# Getting negative voltage reading when negative voltage does not exist. Why?

I am beginner trying to make sense of some weird voltage readings I am getting. Please take a minute to look at the circuit below:

If I take my oscilloscope and capture the voltage activity across resistor R1 at the moment the switch is closed I get the following:

Can you see the issue here? I would have expected the oscilloscope trace to start up at 4 volts and then drop down to 0 volts after the switch is closed. However, instead of that, the trace starts up at 4 volts and drops all the way down to -2 volts! How is this possible when my power supply range goes from 0 volts to 8 volts? The minimum voltage should be 0 volts and not -2 volts right?

So the question is why is this happening? Is the voltage really dipping down to -2 volts or is this some kind of oscilloscope artifact happening here?

In case it helps, the oscilloscope that I am using a Rigol DS1104Z oscilloscope with 100 MHz bandwidth.

Thanks.

• Are you doing this on a breadboard by any chance? Aug 15, 2015 at 19:59
• @Tom Carpenter: Yes, this was tested on a breadboard using 3" jumper cables to connect the components together.
– T555
Aug 15, 2015 at 20:04

There's a bit of ringing at about 70MHz. This is not unexpected unless your layout is really tight. A small amount of inductance in the wiring can cause this, in conjunction with stray capacitance.

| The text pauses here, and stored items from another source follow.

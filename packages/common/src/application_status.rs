#[cfg(feature = "sea-orm")]
use sea_orm::prelude::StringLen;

use serde::{Deserialize, Serialize};
use std::fmt;
use std::str::FromStr;

/// Lifecycle state of an internship application.
///
/// When the `sea-orm` feature is enabled, this enum can be used directly in SeaORM entities.
#[derive(Clone, Copy, Debug, PartialEq, Eq, Hash, Serialize, Deserialize, utoipa::ToSchema)]
#[cfg_attr(
    feature = "sea-orm",
    derive(sea_orm::DeriveActiveEnum, sea_orm::EnumIter),
    sea_orm(rs_type = "String", db_type = "String(StringLen::N(20))")
)]
#[serde(rename_all = "lowercase")]
pub enum ApplicationStatus {
    /// Submitted by the student, awaiting a decision.
    #[cfg_attr(feature = "sea-orm", sea_orm(string_value = "pending"))]
    Pending,
    /// Accepted by the company.
    #[cfg_attr(feature = "sea-orm", sea_orm(string_value = "accepted"))]
    Accepted,
    /// Rejected by the company.
    #[cfg_attr(feature = "sea-orm", sea_orm(string_value = "rejected"))]
    Rejected,
    /// Withdrawn by the student.
    #[cfg_attr(feature = "sea-orm", sea_orm(string_value = "cancelled"))]
    Cancelled,
}

/// Which side of the platform is asking for a status change.
#[derive(Clone, Copy, Debug, PartialEq, Eq)]
pub enum StatusActor {
    Student,
    Company,
}

/// Reason a requested status change was refused.
#[derive(Debug, Clone, PartialEq, Eq)]
pub enum TransitionError {
    /// The actor may never set this status.
    NotAllowed {
        actor: StatusActor,
        target: ApplicationStatus,
    },
    /// The application has already left the state the transition starts from.
    NotPending { current: ApplicationStatus },
}

impl fmt::Display for TransitionError {
    fn fmt(&self, f: &mut fmt::Formatter<'_>) -> fmt::Result {
        match self {
            Self::NotAllowed {
                actor: StatusActor::Student,
                ..
            } => f.write_str("Students can only cancel their applications"),
            Self::NotAllowed {
                actor: StatusActor::Company,
                ..
            } => f.write_str("Status must be one of: accepted, rejected"),
            Self::NotPending { current } => {
                write!(f, "Application is already {current} and can no longer be reviewed")
            }
        }
    }
}

impl std::error::Error for TransitionError {}

impl ApplicationStatus {
    /// All possible status values.
    pub const ALL: &'static [ApplicationStatus] = &[
        Self::Pending,
        Self::Accepted,
        Self::Rejected,
        Self::Cancelled,
    ];

    pub fn as_str(&self) -> &'static str {
        match self {
            Self::Pending => "pending",
            Self::Accepted => "accepted",
            Self::Rejected => "rejected",
            Self::Cancelled => "cancelled",
        }
    }

    /// Returns true once no company decision can be taken anymore.
    pub fn is_terminal(&self) -> bool {
        !matches!(self, Self::Pending)
    }

    /// Validate a status change requested by `actor`.
    ///
    /// Students may move an application from any state to `cancelled`.
    /// Companies may only decide (`accepted` / `rejected`) on pending applications.
    pub fn transition(
        self,
        actor: StatusActor,
        target: ApplicationStatus,
    ) -> Result<ApplicationStatus, TransitionError> {
        match actor {
            StatusActor::Student => {
                if target != Self::Cancelled {
                    return Err(TransitionError::NotAllowed { actor, target });
                }
                Ok(target)
            }
            StatusActor::Company => {
                if !matches!(target, Self::Accepted | Self::Rejected) {
                    return Err(TransitionError::NotAllowed { actor, target });
                }
                if self.is_terminal() {
                    return Err(TransitionError::NotPending { current: self });
                }
                Ok(target)
            }
        }
    }
}

impl fmt::Display for ApplicationStatus {
    fn fmt(&self, f: &mut fmt::Formatter<'_>) -> fmt::Result {
        f.write_str(self.as_str())
    }
}

impl Default for ApplicationStatus {
    fn default() -> Self {
        Self::Pending
    }
}

/// Error when parsing an invalid status string.
#[derive(Debug, Clone, PartialEq, Eq)]
pub struct ParseStatusError {
    invalid: String,
}

impl fmt::Display for ParseStatusError {
    fn fmt(&self, f: &mut fmt::Formatter<'_>) -> fmt::Result {
        write!(
            f,
            "Invalid status '{}'. Valid values: {}",
            self.invalid,
            ApplicationStatus::ALL
                .iter()
                .map(|s| s.as_str())
                .collect::<Vec<_>>()
                .join(", ")
        )
    }
}

impl std::error::Error for ParseStatusError {}

impl FromStr for ApplicationStatus {
    type Err = ParseStatusError;

    fn from_str(s: &str) -> Result<Self, Self::Err> {
        match s.trim().to_ascii_lowercase().as_str() {
            "pending" => Ok(Self::Pending),
            "accepted" => Ok(Self::Accepted),
            "rejected" => Ok(Self::Rejected),
            "cancelled" => Ok(Self::Cancelled),
            _ => Err(ParseStatusError {
                invalid: s.to_string(),
            }),
        }
    }
}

For example, suppose you were using a solderless breadboard with 5pF of stray capacitance (WAG) plus the probe capacitance of maybe 15pF. The inductance required to resonate at 70MHz would be only 260nH which could be created by a loop of wires.

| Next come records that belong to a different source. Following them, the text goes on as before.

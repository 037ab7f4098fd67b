use sea_orm::prelude::Json;
use serde::{Deserialize, Deserializer, Serialize};

use crate::error::FieldErrors;

const MAX_TAGS: usize = 50;
const MAX_TAG_CHARS: usize = 64;

/// Normalized list of free-form tags (technology stack, skills, interests).
///
/// Clients may send a JSON array of strings, a comma-separated string, or a string
/// holding a JSON array. All three end up as the same trimmed, de-duplicated list;
/// storage always holds a JSON array.
#[derive(Clone, Debug, Default, PartialEq, Eq, Serialize)]
#[serde(transparent)]
pub struct TagList(Vec<String>);

#[derive(Deserialize)]
#[serde(untagged)]
enum RawTags {
    List(Vec<String>),
    Text(String),
}

impl TagList {
    /// Build from raw items: trims, drops blanks, and removes case-insensitive duplicates
    /// (the first spelling wins).
    pub fn new<I, S>(items: I) -> Self
    where
        I: IntoIterator<Item = S>,
        S: AsRef<str>,
    {
        let mut tags: Vec<String> = Vec::new();
        for item in items {
            let tag = item.as_ref().trim();
            if tag.is_empty() {
                continue;
            }
            let lowered = tag.to_lowercase();
            if tags.iter().any(|t| t.to_lowercase() == lowered) {
                continue;
            }
            tags.push(tag.to_string());
        }
        Self(tags)
    }

    /// Parse the textual wire form: either a JSON array or a comma-separated list.
    pub fn parse(raw: &str) -> Self {
        let trimmed = raw.trim();
        if trimmed.starts_with('[')
            && let Ok(items) = serde_json::from_str::<Vec<String>>(trimmed)
        {
            return Self::new(items);
        }
        Self::new(trimmed.split(','))
    }

    /// Read tags back from a JSON column. Non-string entries are stringified.
    pub fn from_json(value: &Json) -> Self {
        match value {
            Json::Array(items) => Self::new(items.iter().map(|v| match v {
                Json::String(s) => s.clone(),
                other => other.to_string(),
            })),
            Json::String(s) => Self::parse(s),
            _ => Self::default(),
        }
    }

    pub fn to_json(&self) -> Json {
        Json::Array(self.0.iter().cloned().map(Json::String).collect())
    }

    pub fn as_slice(&self) -> &[String] {
        &self.0
    }

    pub fn into_vec(self) -> Vec<String> {
        self.0
    }

    pub fn is_empty(&self) -> bool {
        self.0.is_empty()
    }

    /// Case-insensitive membership test.
    pub fn contains(&self, tag: &str) -> bool {
        let needle = tag.trim().to_lowercase();
        self.0.iter().any(|t| t.to_lowercase() == needle)
    }

    /// Record size violations under `field`.
    pub fn validate(&self, field: &str, errors: &mut FieldErrors) {
        if self.0.len() > MAX_TAGS {
            errors.add(field, format!("At most {MAX_TAGS} entries are allowed"));
        }
        if self.0.iter().any(|t| t.chars().count() > MAX_TAG_CHARS) {
            errors.add(
                field,
                format!("Each entry must be at most {MAX_TAG_CHARS} characters"),
            );
        }
    }
}

impl<'de> Deserialize<'de> for TagList {
    fn deserialize<D: Deserializer<'de>>(deserializer: D) -> Result<Self, D::Error> {
        match RawTags::deserialize(deserializer)? {
            RawTags::List(items) => Ok(Self::new(items)),
            RawTags::Text(text) => Ok(Self::parse(&text)),
        }
    }
}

• Quick question. Where can I add a physical capacitor and / or an inductor to the original circuit so that I can exasperate this issue? I am asking this because I would like to understand the issue of stray capacitance an inductance a little better since it appears to always come back and haunt me. Thanks.
– T555
Aug 15, 2015 at 20:12
• Add a physical inductor in series with the switch and a cap in parallel with the probe input. Good on you for wanting to understand this stuff. Aug 15, 2015 at 20:29
• P.S. try twisting long wire pairs together in order to reduce the inductance. Aug 15, 2015 at 21:10
• Also consider where you place the gnd lead from your oscilloscope. If you are using a bench power supply then it is likely both the scope and psu will have a common ground. If you then measure across R1 the common grounds will cause you issues.
– BenG
Aug 17, 2015 at 0:43
• @Spehro Pefhany: I added the inductor and capacitor as you instructed and I was able to see how things got a lot worse than before, very interesting. One other quick question if you don't mind In your post you wrote "WAG". What is "WAG"? I tried searching for the term using different context but was unable to find information about it. I did saw a couple of other posts from you where you refer to the same term but I was not able to conclude exactly what that stands for. Thanks.
– T555
Aug 24, 2015 at 17:11

Your scope trace looks exactly as I would expect. Nothing ever really looks like a perfect square wave in a practical circuit. You are very zoomed in on the time scale, so you are probably seeing ringing due to parasitic inductance and capacitance in the test apparatus.

There are components in the practical circuit that aren't modeled in the ideal circuit which are constituting this situation.